(Records supplied begins)

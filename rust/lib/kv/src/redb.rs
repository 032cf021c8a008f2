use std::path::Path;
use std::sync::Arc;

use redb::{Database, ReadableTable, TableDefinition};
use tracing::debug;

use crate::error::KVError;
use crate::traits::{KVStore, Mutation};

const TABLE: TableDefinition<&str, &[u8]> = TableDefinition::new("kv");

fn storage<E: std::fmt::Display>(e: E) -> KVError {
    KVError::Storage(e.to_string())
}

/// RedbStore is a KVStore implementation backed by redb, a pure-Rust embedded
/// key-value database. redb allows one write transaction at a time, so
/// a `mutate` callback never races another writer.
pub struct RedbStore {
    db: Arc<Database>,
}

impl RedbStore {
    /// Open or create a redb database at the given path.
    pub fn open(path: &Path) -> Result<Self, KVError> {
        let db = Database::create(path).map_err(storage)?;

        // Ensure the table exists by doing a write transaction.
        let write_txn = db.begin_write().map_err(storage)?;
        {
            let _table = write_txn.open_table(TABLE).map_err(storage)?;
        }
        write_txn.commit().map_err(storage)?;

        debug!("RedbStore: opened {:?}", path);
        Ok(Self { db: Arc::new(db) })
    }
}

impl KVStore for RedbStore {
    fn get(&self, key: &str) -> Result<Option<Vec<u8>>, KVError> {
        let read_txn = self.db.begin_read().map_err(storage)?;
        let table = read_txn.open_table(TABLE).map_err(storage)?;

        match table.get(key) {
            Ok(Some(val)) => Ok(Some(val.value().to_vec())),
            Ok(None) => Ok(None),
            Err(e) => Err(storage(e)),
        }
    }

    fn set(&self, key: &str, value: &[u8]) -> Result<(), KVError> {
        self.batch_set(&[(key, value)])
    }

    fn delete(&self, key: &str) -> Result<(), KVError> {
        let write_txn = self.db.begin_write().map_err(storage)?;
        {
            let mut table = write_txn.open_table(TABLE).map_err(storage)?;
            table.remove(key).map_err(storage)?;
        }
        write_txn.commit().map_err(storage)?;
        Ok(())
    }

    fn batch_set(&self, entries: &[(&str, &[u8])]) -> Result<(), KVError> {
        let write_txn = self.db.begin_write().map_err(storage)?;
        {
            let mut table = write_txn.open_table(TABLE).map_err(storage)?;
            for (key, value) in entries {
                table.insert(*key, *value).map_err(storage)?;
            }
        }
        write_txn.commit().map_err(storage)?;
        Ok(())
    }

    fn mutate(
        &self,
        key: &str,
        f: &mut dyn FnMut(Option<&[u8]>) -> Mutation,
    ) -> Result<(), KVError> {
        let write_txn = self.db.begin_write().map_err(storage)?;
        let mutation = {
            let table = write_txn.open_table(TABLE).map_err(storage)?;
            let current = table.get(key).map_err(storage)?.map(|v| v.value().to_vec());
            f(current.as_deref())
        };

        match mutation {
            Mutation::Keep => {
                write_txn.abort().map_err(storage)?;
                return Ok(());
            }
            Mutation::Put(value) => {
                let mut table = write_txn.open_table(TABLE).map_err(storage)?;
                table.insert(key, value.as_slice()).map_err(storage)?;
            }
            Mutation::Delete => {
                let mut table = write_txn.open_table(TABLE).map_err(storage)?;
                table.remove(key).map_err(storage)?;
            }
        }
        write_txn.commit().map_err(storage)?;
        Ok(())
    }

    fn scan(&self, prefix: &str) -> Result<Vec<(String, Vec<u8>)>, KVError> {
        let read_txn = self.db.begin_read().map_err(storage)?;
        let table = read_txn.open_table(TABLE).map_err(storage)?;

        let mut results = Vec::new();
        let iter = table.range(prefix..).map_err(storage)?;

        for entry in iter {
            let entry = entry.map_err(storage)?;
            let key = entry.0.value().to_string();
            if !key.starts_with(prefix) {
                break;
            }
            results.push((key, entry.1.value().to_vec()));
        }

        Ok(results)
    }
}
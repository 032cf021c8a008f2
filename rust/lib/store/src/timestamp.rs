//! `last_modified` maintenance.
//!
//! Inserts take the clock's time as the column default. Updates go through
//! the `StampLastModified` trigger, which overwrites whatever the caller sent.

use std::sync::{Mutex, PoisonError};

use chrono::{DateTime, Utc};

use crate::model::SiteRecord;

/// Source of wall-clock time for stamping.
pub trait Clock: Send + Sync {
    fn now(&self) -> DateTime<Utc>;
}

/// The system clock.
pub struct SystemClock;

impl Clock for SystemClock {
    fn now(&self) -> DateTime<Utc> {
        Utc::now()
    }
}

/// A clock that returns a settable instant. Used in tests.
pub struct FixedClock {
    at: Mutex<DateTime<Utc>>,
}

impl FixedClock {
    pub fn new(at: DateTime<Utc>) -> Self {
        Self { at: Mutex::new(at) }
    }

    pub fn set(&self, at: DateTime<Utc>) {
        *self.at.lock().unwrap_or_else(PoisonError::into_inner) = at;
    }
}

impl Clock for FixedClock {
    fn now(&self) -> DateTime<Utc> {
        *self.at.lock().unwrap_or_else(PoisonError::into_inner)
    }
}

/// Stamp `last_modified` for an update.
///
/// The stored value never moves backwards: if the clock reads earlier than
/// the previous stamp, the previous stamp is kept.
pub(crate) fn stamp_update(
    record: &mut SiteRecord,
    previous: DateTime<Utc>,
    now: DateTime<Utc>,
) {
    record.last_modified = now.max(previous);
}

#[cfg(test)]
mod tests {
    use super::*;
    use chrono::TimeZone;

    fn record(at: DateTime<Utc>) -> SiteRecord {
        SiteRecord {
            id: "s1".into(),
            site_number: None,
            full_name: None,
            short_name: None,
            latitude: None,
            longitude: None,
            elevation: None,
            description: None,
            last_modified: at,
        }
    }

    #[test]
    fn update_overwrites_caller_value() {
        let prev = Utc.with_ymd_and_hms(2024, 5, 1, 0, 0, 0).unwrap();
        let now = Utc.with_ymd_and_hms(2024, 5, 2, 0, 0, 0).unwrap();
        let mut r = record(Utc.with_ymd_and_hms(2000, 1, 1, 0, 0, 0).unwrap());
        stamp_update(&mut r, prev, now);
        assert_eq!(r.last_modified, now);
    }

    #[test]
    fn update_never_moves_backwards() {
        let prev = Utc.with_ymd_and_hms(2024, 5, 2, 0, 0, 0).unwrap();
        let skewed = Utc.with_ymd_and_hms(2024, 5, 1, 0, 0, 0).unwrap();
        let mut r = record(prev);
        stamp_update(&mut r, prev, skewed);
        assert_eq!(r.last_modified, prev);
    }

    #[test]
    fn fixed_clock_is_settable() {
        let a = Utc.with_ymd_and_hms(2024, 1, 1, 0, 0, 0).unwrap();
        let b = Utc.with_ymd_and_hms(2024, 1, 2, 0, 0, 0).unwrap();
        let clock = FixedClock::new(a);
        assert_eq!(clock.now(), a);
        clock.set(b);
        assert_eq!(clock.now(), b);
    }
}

(Records supplied ends)

Work order -
Output the listing above without altering a single character.

Task solution -
filename rust/lib/kv/src/redb.rs
repository 032cf021c8a008f2
use std::path::Path;
use std::sync::Arc;

use redb::{Database, ReadableTable, TableDefinition};
use tracing::debug;

use crate::error::KVError;
use crate::traits::{KVStore, Mutation};

const TABLE: TableDefinition<&str, &[u8]> = TableDefinition::new("kv");

fn storage<E: std::fmt::Display>(e: E) -> KVError {
    KVError::Storage(e.to_string())
}

/// RedbStore is a KVStore implementation backed by redb, a pure-Rust embedded
/// key-value database. redb allows one write transaction at a time, so
/// a `mutate` callback never races another writer.
pub struct RedbStore {
    db: Arc<Database>,
}

impl RedbStore {
    /// Open or create a redb database at the given path.
    pub fn open(path: &Path) -> Result<Self, KVError> {
        let db = Database::create(path).map_err(storage)?;

        // Ensure the table exists by doing a write transaction.
        let write_txn = db.begin_write().map_err(storage)?;
        {
            let _table = write_txn.open_table(TABLE).map_err(storage)?;
        }
        write_txn.commit().map_err(storage)?;

        debug!("RedbStore: opened {:?}", path);
        Ok(Self { db: Arc::new(db) })
    }
}

impl KVStore for RedbStore {
    fn get(&self, key: &str) -> Result<Option<Vec<u8>>, KVError> {
        let read_txn = self.db.begin_read().map_err(storage)?;
        let table = read_txn.open_table(TABLE).map_err(storage)?;

        match table.get(key) {
            Ok(Some(val)) => Ok(Some(val.value().to_vec())),
            Ok(None) => Ok(None),
            Err(e) => Err(storage(e)),
        }
    }

    fn set(&self, key: &str, value: &[u8]) -> Result<(), KVError> {
        self.batch_set(&[(key, value)])
    }

    fn delete(&self, key: &str) -> Result<(), KVError> {
        let write_txn = self.db.begin_write().map_err(storage)?;
        {
            let mut table = write_txn.open_table(TABLE).map_err(storage)?;
            table.remove(key).map_err(storage)?;
        }
        write_txn.commit().map_err(storage)?;
        Ok(())
    }

    fn batch_set(&self, entries: &[(&str, &[u8])]) -> Result<(), KVError> {
        let write_txn = self.db.begin_write().map_err(storage)?;
        {
            let mut table = write_txn.open_table(TABLE).map_err(storage)?;
            for (key, value) in entries {
                table.insert(*key, *value).map_err(storage)?;
            }
        }
        write_txn.commit().map_err(storage)?;
        Ok(())
    }

    fn mutate(
        &self,
        key: &str,
        f: &mut dyn FnMut(Option<&[u8]>) -> Mutation,
    ) -> Result<(), KVError> {
        let write_txn = self.db.begin_write().map_err(storage)?;
        let mutation = {
            let table = write_txn.open_table(TABLE).map_err(storage)?;
            let current = table.get(key).map_err(storage)?.map(|v| v.value().to_vec());
            f(current.as_deref())
        };

        match mutation {
            Mutation::Keep => {
                write_txn.abort().map_err(storage)?;
                return Ok(());
            }
            Mutation::Put(value) => {
                let mut table = write_txn.open_table(TABLE).map_err(storage)?;
                table.insert(key, value.as_slice()).map_err(storage)?;
            }
            Mutation::Delete => {
                let mut table = write_txn.open_table(TABLE).map_err(storage)?;
                table.remove(key).map_err(storage)?;
            }
        }
        write_txn.commit().map_err(storage)?;
        Ok(())
    }

    fn scan(&self, prefix: &str) -> Result<Vec<(String, Vec<u8>)>, KVError> {
        let read_txn = self.db.begin_read().map_err(storage)?;
        let table = read_txn.open_table(TABLE).map_err(storage)?;

        let mut results = Vec::new();
        let iter = table.range(prefix..).map_err(storage)?;

        for entry in iter {
            let entry = entry.map_err(storage)?;
            let key = entry.0.value().to_string();
            if !key.starts_with(prefix) {
                break;
            }
            results.push((key, entry.1.value().to_vec()));
        }

        Ok(results)
    }
}
repository 032cf021c8a008f2
filename rust/lib/store/src/timestamp.rs
//! `last_modified` maintenance.
//!
//! Inserts take the clock's time as the column default. Updates go through
//! the `StampLastModified` trigger, which overwrites whatever the caller sent.

use std::sync::{Mutex, PoisonError};

use chrono::{DateTime, Utc};

use crate::model::SiteRecord;

/// Source of wall-clock time for stamping.
pub trait Clock: Send + Sync {
    fn now(&self) -> DateTime<Utc>;
}

/// The system clock.
pub struct SystemClock;

impl Clock for SystemClock {
    fn now(&self) -> DateTime<Utc> {
        Utc::now()
    }
}

/// A clock that returns a settable instant. Used in tests.
pub struct FixedClock {
    at: Mutex<DateTime<Utc>>,
}

impl FixedClock {
    pub fn new(at: DateTime<Utc>) -> Self {
        Self { at: Mutex::new(at) }
    }

    pub fn set(&self, at: DateTime<Utc>) {
        *self.at.lock().unwrap_or_else(PoisonError::into_inner) = at;
    }
}

impl Clock for FixedClock {
    fn now(&self) -> DateTime<Utc> {
        *self.at.lock().unwrap_or_else(PoisonError::into_inner)
    }
}

/// Stamp `last_modified` for an update.
///
/// The stored value never moves backwards: if the clock reads earlier than
/// the previous stamp, the previous stamp is kept.
pub(crate) fn stamp_update(
    record: &mut SiteRecord,
    previous: DateTime<Utc>,
    now: DateTime<Utc>,
) {
    record.last_modified = now.max(previous);
}

#[cfg(test)]
mod tests {
    use super::*;
    use chrono::TimeZone;

    fn record(at: DateTime<Utc>) -> SiteRecord {
        SiteRecord {
            id: "s1".into(),
            site_number: None,
            full_name: None,
            short_name: None,
            latitude: None,
            longitude: None,
            elevation: None,
            description: None,
            last_modified: at,
        }
    }

    #[test]
    fn update_overwrites_caller_value() {
        let prev = Utc.with_ymd_and_hms(2024, 5, 1, 0, 0, 0).unwrap();
        let now = Utc.with_ymd_and_hms(2024, 5, 2, 0, 0, 0).unwrap();
        let mut r = record(Utc.with_ymd_and_hms(2000, 1, 1, 0, 0, 0).unwrap());
        stamp_update(&mut r, prev, now);
        assert_eq!(r.last_modified, now);
    }

    #[test]
    fn update_never_moves_backwards() {
        let prev = Utc.with_ymd_and_hms(2024, 5, 2, 0, 0, 0).unwrap();
        let skewed = Utc.with_ymd_and_hms(2024, 5, 1, 0, 0, 0).unwrap();
        let mut r = record(prev);
        stamp_update(&mut r, prev, skewed);
        assert_eq!(r.last_modified, prev);
    }

    #[test]
    fn fixed_clock_is_settable() {
        let a = Utc.with_ymd_and_hms(2024, 1, 1, 0, 0, 0).unwrap();
        let b = Utc.with_ymd_and_hms(2024, 1, 2, 0, 0, 0).unwrap();
        let clock = FixedClock::new(a);
        assert_eq!(clock.now(), a);
        clock.set(b);
        assert_eq!(clock.now(), b);
    }
}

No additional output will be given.